でも管理者も人だから、つい自分の視点で相手を見てしまいがちです。それだけでは正しい判断をすることはできない。

相手は何を頑張ったと思っていて、どんなご褒美があるべきと思っているのかを冷静に見る目も必要です。

 

岩田さんという人は、結局どんな人だったのか

岩田さん本人のことばで、こんな風に言われていました。

 

わたしは、ただしいことよりも、人がよろこんでくれることが好きです。

自分の価値体系のなかには、「まわりの人がよろこぶ」とか、「まわりの人がしあわせそうな顔をする」とかいうことが、すごく上位にあるんですよ。もう、「そのためならなんだってしちゃうよ!」というところがあるんです。

 

人は、正しいことに対して動くのではなくて、自分自身が納得したことに対して、初めて共感するし、動くことができると思います。岩田さんは、そのことを大切にしていたのだと感じます。
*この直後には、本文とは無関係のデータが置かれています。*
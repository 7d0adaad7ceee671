//! # Engine tag (C7)
//!
//! Read-only parameter selecting the execution backend class. A pipeline
//! carries exactly one tag at the time strategies are applied (§3); no
//! rewrite may observe anything about the engine beyond this tag.

use serde::{Deserialize, Serialize};

/// The execution backend class a pipeline is being optimized for.
#[derive(Debug, Clone, Copy, PartialEq, Eq, Hash, Serialize, Deserialize)]
#[serde(rename_all = "UPPERCASE")]
pub enum EngineTag {
    /// Single-machine, in-process iteration.
    Standard,
    /// Bulk/partitioned/distributed evaluation over vertex programs.
    Computer,
}

/// Restriction a strategy may declare on which engine(s) it is legal for.
#[derive(Debug, Clone, Copy, PartialEq, Eq)]
pub enum EngineRestriction {
    /// Legal under both tags.
    Any,
    /// Legal only under the given tag.
    Only(EngineTag),
}

impl EngineRestriction {
    pub fn allows(&self, tag: EngineTag) -> bool {
        match self {
            EngineRestriction::Any => true,
            EngineRestriction::Only(t) => *t == tag,
        }
    }
}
仕事の中で正しいことを言うのは、実はそんなに難しくありません。

頭で考えれば、大抵の場合は、何が正しいのかはちゃんと考えれる大人ならわかっているからです。でもそれだけでは、人は動かない。

相手をハッピーにするために、相手が何を欲しがっているのかを全身全霊で考えることが、本当に好きな人だったとわかりました。

 

糸井さんの言葉

 

岩田さんとの繋がりが強かった、著名なコピーライターの糸井重里さんに、岩田さんがHAL研究所の顧問になってほしいとお願いすることがあったそうです。そのときに岩田さんの仕事観について話すことがあったのですが、その場面を振り返りながら、糸井さんはこう言われています。

 

思えば岩田さんはずっとそう言い続けているんだけど、みんながハッピーであることを実現したい人なんですよ。自分がハッピーであること、仲間がハッピーであること、お客さんがハッピーであること。

(中略)

ああ、つまらないことを覚えているもんだなと思うけど、あの、岩田さんってね、「ハッピー」って言うときに、こうやって両手をパーにするんだよ(笑)。こういう風に、「ハッピー」って(笑)。そんなこと、忘れないもんだねぇ。あの日は、良かったな。ふたりっきりで、長々としゃべって。

 

糸井さんが岩田さんのことをどれほどに信頼していたのか、ひしひしと伝わってくる場面です。この部分を読んで、わたしはとても切ない気持ちになってしまいました。

 

まとめ

 

本書から分かったことは、岩田さんと言う人は、優れた経営者である前に、人としての魅力に溢れていた、ということでした。

また全体を通して、岩田さんは「幸せな働き方とは何か」を示してくれている様に感じます。

そしてその考え方は、人と人が協力し合い、なにかを成そうとする限り、いつの時代にも通用する普遍的なものだと感じます。

 

今でもなお、「岩田さん。」と呼びたくなる人。

そんな経営者の元で仕事ができたら、きっと仕事は面白く、素晴らしい仕事人生を進んでいくことができるのではないでしょうか。

 

 

 

以上です。

最後まで読んでいただいて、ありがとうございました。